WHAT YOU SHOULD DO
Print out every record below, exactly as written.

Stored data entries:
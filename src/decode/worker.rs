//! Background decode service.
//!
//! One dedicated thread pulls decode jobs off an mpsc channel so channel
//! inflation never blocks the render/interaction thread.  Responses are
//! matched against a pending-request arena and stamped with the document
//! epoch at submit time; results for a document that was replaced in the
//! meantime are dropped on receipt.

use std::collections::HashSet;
use std::sync::mpsc::{self, Receiver, Sender};
use std::thread::JoinHandle;

use crate::error::DecodeError;
use crate::log_warn;

use super::{Compression, assemble_rgba, decode_channel, normalize_samples};

/// One channel of a decode job: id, compression tag, compressed bytes.
pub struct ChannelJob {
    pub id: i16,
    pub compression_tag: u16,
    pub bytes: Vec<u8>,
}

struct DecodeJob {
    request_id: u64,
    epoch: u64,
    layer_index: usize,
    width: u32,
    height: u32,
    depth: u16,
    large_format: bool,
    channels: Vec<ChannelJob>,
}

/// A finished decode, already filtered for staleness.
pub struct CompletedDecode {
    pub layer_index: usize,
    pub width: u32,
    pub height: u32,
    /// Straight-alpha RGBA on success.
    pub result: Result<Vec<u8>, DecodeError>,
}

struct DecodeResponse {
    request_id: u64,
    epoch: u64,
    done: CompletedDecode,
}

/// Handle to the decode thread.  Owned by the engine; dropping it shuts the
/// thread down.
pub struct DecodeService {
    tx: Option<Sender<DecodeJob>>,
    rx: Receiver<DecodeResponse>,
    handle: Option<JoinHandle<()>>,
    next_request_id: u64,
    pending: HashSet<u64>,
    epoch: u64,
}

impl DecodeService {
    pub fn new() -> Self {
        let (tx, job_rx) = mpsc::channel::<DecodeJob>();
        let (resp_tx, rx) = mpsc::channel::<DecodeResponse>();

        let handle = std::thread::spawn(move || {
            // Channel close is the shutdown signal.
            while let Ok(job) = job_rx.recv() {
                let done = run_job(&job);
                let resp = DecodeResponse {
                    request_id: job.request_id,
                    epoch: job.epoch,
                    done,
                };
                if resp_tx.send(resp).is_err() {
                    break;
                }
            }
        });

        Self {
            tx: Some(tx),
            rx,
            handle: Some(handle),
            next_request_id: 0,
            pending: HashSet::new(),
            epoch: 0,
        }
    }

    /// Invalidate all in-flight requests; called when the host swaps in a new
    /// document.  Their responses will still arrive but are discarded.
    pub fn bump_epoch(&mut self) {
        self.epoch += 1;
        self.pending.clear();
    }

    pub fn epoch(&self) -> u64 {
        self.epoch
    }

    /// Queue a layer for decoding.  Returns the request id, or `WorkerGone`
    /// if the thread has already shut down.
    pub fn submit(
        &mut self,
        layer_index: usize,
        width: u32,
        height: u32,
        depth: u16,
        large_format: bool,
        channels: Vec<ChannelJob>,
    ) -> Result<u64, DecodeError> {
        let request_id = self.next_request_id;
        self.next_request_id += 1;

        let job = DecodeJob {
            request_id,
            epoch: self.epoch,
            layer_index,
            width,
            height,
            depth,
            large_format,
            channels,
        };

        let tx = self.tx.as_ref().ok_or(DecodeError::WorkerGone)?;
        tx.send(job).map_err(|_| DecodeError::WorkerGone)?;
        self.pending.insert(request_id);
        Ok(request_id)
    }

    pub fn has_pending(&self) -> bool {
        !self.pending.is_empty()
    }

    /// Drain every finished decode whose request is still current.
    pub fn poll(&mut self) -> Vec<CompletedDecode> {
        let mut out = Vec::new();
        while let Ok(resp) = self.rx.try_recv() {
            if resp.epoch != self.epoch || !self.pending.remove(&resp.request_id) {
                log_warn!(
                    "dropping stale decode response for layer {} (epoch {} != {})",
                    resp.done.layer_index,
                    resp.epoch,
                    self.epoch
                );
                continue;
            }
            out.push(resp.done);
        }
        out
    }
}

impl Default for DecodeService {
    fn default() -> Self {
        Self::new()
    }
}

impl Drop for DecodeService {
    fn drop(&mut self) {
        // Closing the job channel ends the thread's recv loop.
        self.tx.take();
        if let Some(handle) = self.handle.take() {
            let _ = handle.join();
        }
    }
}

fn run_job(job: &DecodeJob) -> CompletedDecode {
    let result = decode_layer(job);
    CompletedDecode {
        layer_index: job.layer_index,
        width: job.width,
        height: job.height,
        result,
    }
}

fn decode_layer(job: &DecodeJob) -> Result<Vec<u8>, DecodeError> {
    let mut planes = Vec::with_capacity(job.channels.len());
    for ch in &job.channels {
        let compression = Compression::from_tag(ch.compression_tag)?;
        let plane = decode_channel(
            &ch.bytes,
            job.width,
            job.height,
            job.depth,
            compression,
            job.large_format,
        )?;
        planes.push((ch.id, normalize_samples(&plane, job.depth)));
    }
    Ok(assemble_rgba(&planes, job.width, job.height))
}

#[cfg(test)]
mod tests {
    use super::*;

    fn red_green_job() -> Vec<ChannelJob> {
        vec![
            ChannelJob { id: 0, compression_tag: 0, bytes: vec![255, 0] },
            ChannelJob { id: 1, compression_tag: 0, bytes: vec![0, 255] },
            ChannelJob { id: 2, compression_tag: 0, bytes: vec![0, 0] },
        ]
    }

    fn wait_poll(svc: &mut DecodeService) -> Vec<CompletedDecode> {
        for _ in 0..200 {
            let done = svc.poll();
            if !done.is_empty() {
                return done;
            }
            std::thread::sleep(std::time::Duration::from_millis(5));
        }
        Vec::new()
    }

    #[test]
    fn decodes_on_background_thread() {
        let mut svc = DecodeService::new();
        svc.submit(3, 2, 1, 8, false, red_green_job()).unwrap();
        let done = wait_poll(&mut svc);
        assert_eq!(done.len(), 1);
        assert_eq!(done[0].layer_index, 3);
        let rgba = done[0].result.as_ref().unwrap();
        assert_eq!(&rgba[..4], &[255, 0, 0, 255]);
        assert_eq!(&rgba[4..], &[0, 255, 0, 255]);
    }

    #[test]
    fn stale_epoch_responses_are_dropped() {
        let mut svc = DecodeService::new();
        svc.submit(0, 2, 1, 8, false, red_green_job()).unwrap();
        svc.bump_epoch();
        // Give the worker time to finish the stale job, then submit a fresh
        // one; only the fresh result may come back.
        svc.submit(1, 2, 1, 8, false, red_green_job()).unwrap();
        let done = wait_poll(&mut svc);
        assert_eq!(done.len(), 1);
        assert_eq!(done[0].layer_index, 1);
        assert!(!svc.has_pending());
    }

    #[test]
    fn bad_channel_fails_the_layer_only() {
        let mut svc = DecodeService::new();
        let channels = vec![ChannelJob { id: 0, compression_tag: 9, bytes: vec![] }];
        svc.submit(5, 2, 1, 8, false, channels).unwrap();
        let done = wait_poll(&mut svc);
        assert_eq!(done.len(), 1);
        assert!(matches!(
            done[0].result,
            Err(DecodeError::UnknownCompression(9))
        ));
    }

    #[test]
    fn drop_joins_the_thread() {
        let svc = DecodeService::new();
        drop(svc); // must not hang
    }
}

OUTPUT BELOW
filename src/decode/worker.rs
//! Background decode service.
//!
//! One dedicated thread pulls decode jobs off an mpsc channel so channel
//! inflation never blocks the render/interaction thread.  Responses are
//! matched against a pending-request arena and stamped with the document
//! epoch at submit time; results for a document that was replaced in the
//! meantime are dropped on receipt.

use std::collections::HashSet;
use std::sync::mpsc::{self, Receiver, Sender};
use std::thread::JoinHandle;

use crate::error::DecodeError;
use crate::log_warn;

use super::{Compression, assemble_rgba, decode_channel, normalize_samples};

/// One channel of a decode job: id, compression tag, compressed bytes.
pub struct ChannelJob {
    pub id: i16,
    pub compression_tag: u16,
    pub bytes: Vec<u8>,
}

struct DecodeJob {
    request_id: u64,
    epoch: u64,
    layer_index: usize,
    width: u32,
    height: u32,
    depth: u16,
    large_format: bool,
    channels: Vec<ChannelJob>,
}

/// A finished decode, already filtered for staleness.
pub struct CompletedDecode {
    pub layer_index: usize,
    pub width: u32,
    pub height: u32,
    /// Straight-alpha RGBA on success.
    pub result: Result<Vec<u8>, DecodeError>,
}

struct DecodeResponse {
    request_id: u64,
    epoch: u64,
    done: CompletedDecode,
}

/// Handle to the decode thread.  Owned by the engine; dropping it shuts the
/// thread down.
pub struct DecodeService {
    tx: Option<Sender<DecodeJob>>,
    rx: Receiver<DecodeResponse>,
    handle: Option<JoinHandle<()>>,
    next_request_id: u64,
    pending: HashSet<u64>,
    epoch: u64,
}

impl DecodeService {
    pub fn new() -> Self {
        let (tx, job_rx) = mpsc::channel::<DecodeJob>();
        let (resp_tx, rx) = mpsc::channel::<DecodeResponse>();

        let handle = std::thread::spawn(move || {
            // Channel close is the shutdown signal.
            while let Ok(job) = job_rx.recv() {
                let done = run_job(&job);
                let resp = DecodeResponse {
                    request_id: job.request_id,
                    epoch: job.epoch,
                    done,
                };
                if resp_tx.send(resp).is_err() {
                    break;
                }
            }
        });

        Self {
            tx: Some(tx),
            rx,
            handle: Some(handle),
            next_request_id: 0,
            pending: HashSet::new(),
            epoch: 0,
        }
    }

    /// Invalidate all in-flight requests; called when the host swaps in a new
    /// document.  Their responses will still arrive but are discarded.
    pub fn bump_epoch(&mut self) {
        self.epoch += 1;
        self.pending.clear();
    }

    pub fn epoch(&self) -> u64 {
        self.epoch
    }

    /// Queue a layer for decoding.  Returns the request id, or `WorkerGone`
    /// if the thread has already shut down.
    pub fn submit(
        &mut self,
        layer_index: usize,
        width: u32,
        height: u32,
        depth: u16,
        large_format: bool,
        channels: Vec<ChannelJob>,
    ) -> Result<u64, DecodeError> {
        let request_id = self.next_request_id;
        self.next_request_id += 1;

        let job = DecodeJob {
            request_id,
            epoch: self.epoch,
            layer_index,
            width,
            height,
            depth,
            large_format,
            channels,
        };

        let tx = self.tx.as_ref().ok_or(DecodeError::WorkerGone)?;
        tx.send(job).map_err(|_| DecodeError::WorkerGone)?;
        self.pending.insert(request_id);
        Ok(request_id)
    }

    pub fn has_pending(&self) -> bool {
        !self.pending.is_empty()
    }

    /// Drain every finished decode whose request is still current.
    pub fn poll(&mut self) -> Vec<CompletedDecode> {
        let mut out = Vec::new();
        while let Ok(resp) = self.rx.try_recv() {
            if resp.epoch != self.epoch || !self.pending.remove(&resp.request_id) {
                log_warn!(
                    "dropping stale decode response for layer {} (epoch {} != {})",
                    resp.done.layer_index,
                    resp.epoch,
                    self.epoch
                );
                continue;
            }
            out.push(resp.done);
        }
        out
    }
}

impl Default for DecodeService {
    fn default() -> Self {
        Self::new()
    }
}

impl Drop for DecodeService {
    fn drop(&mut self) {
        // Closing the job channel ends the thread's recv loop.
        self.tx.take();
        if let Some(handle) = self.handle.take() {
            let _ = handle.join();
        }
    }
}

fn run_job(job: &DecodeJob) -> CompletedDecode {
    let result = decode_layer(job);
    CompletedDecode {
        layer_index: job.layer_index,
        width: job.width,
        height: job.height,
        result,
    }
}

fn decode_layer(job: &DecodeJob) -> Result<Vec<u8>, DecodeError> {
    let mut planes = Vec::with_capacity(job.channels.len());
    for ch in &job.channels {
        let compression = Compression::from_tag(ch.compression_tag)?;
        let plane = decode_channel(
            &ch.bytes,
            job.width,
            job.height,
            job.depth,
            compression,
            job.large_format,
        )?;
        planes.push((ch.id, normalize_samples(&plane, job.depth)));
    }
    Ok(assemble_rgba(&planes, job.width, job.height))
}

#[cfg(test)]
mod tests {
    use super::*;

    fn red_green_job() -> Vec<ChannelJob> {
        vec![
            ChannelJob { id: 0, compression_tag: 0, bytes: vec![255, 0] },
            ChannelJob { id: 1, compression_tag: 0, bytes: vec![0, 255] },
            ChannelJob { id: 2, compression_tag: 0, bytes: vec![0, 0] },
        ]
    }

    fn wait_poll(svc: &mut DecodeService) -> Vec<CompletedDecode> {
        for _ in 0..200 {
            let done = svc.poll();
            if !done.is_empty() {
                return done;
            }
            std::thread::sleep(std::time::Duration::from_millis(5));
        }
        Vec::new()
    }

    #[test]
    fn decodes_on_background_thread() {
        let mut svc = DecodeService::new();
        svc.submit(3, 2, 1, 8, false, red_green_job()).unwrap();
        let done = wait_poll(&mut svc);
        assert_eq!(done.len(), 1);
        assert_eq!(done[0].layer_index, 3);
        let rgba = done[0].result.as_ref().unwrap();
        assert_eq!(&rgba[..4], &[255, 0, 0, 255]);
        assert_eq!(&rgba[4..], &[0, 255, 0, 255]);
    }

    #[test]
    fn stale_epoch_responses_are_dropped() {
        let mut svc = DecodeService::new();
        svc.submit(0, 2, 1, 8, false, red_green_job()).unwrap();
        svc.bump_epoch();
        // Give the worker time to finish the stale job, then submit a fresh
        // one; only the fresh result may come back.
        svc.submit(1, 2, 1, 8, false, red_green_job()).unwrap();
        let done = wait_poll(&mut svc);
        assert_eq!(done.len(), 1);
        assert_eq!(done[0].layer_index, 1);
        assert!(!svc.has_pending());
    }

    #[test]
    fn bad_channel_fails_the_layer_only() {
        let mut svc = DecodeService::new();
        let channels = vec![ChannelJob { id: 0, compression_tag: 9, bytes: vec![] }];
        svc.submit(5, 2, 1, 8, false, channels).unwrap();
        let done = wait_poll(&mut svc);
        assert_eq!(done.len(), 1);
        assert!(matches!(
            done[0].result,
            Err(DecodeError::UnknownCompression(9))
        ));
    }

    #[test]
    fn drop_joins_the_thread() {
        let svc = DecodeService::new();
        drop(svc); // must not hang
    }
}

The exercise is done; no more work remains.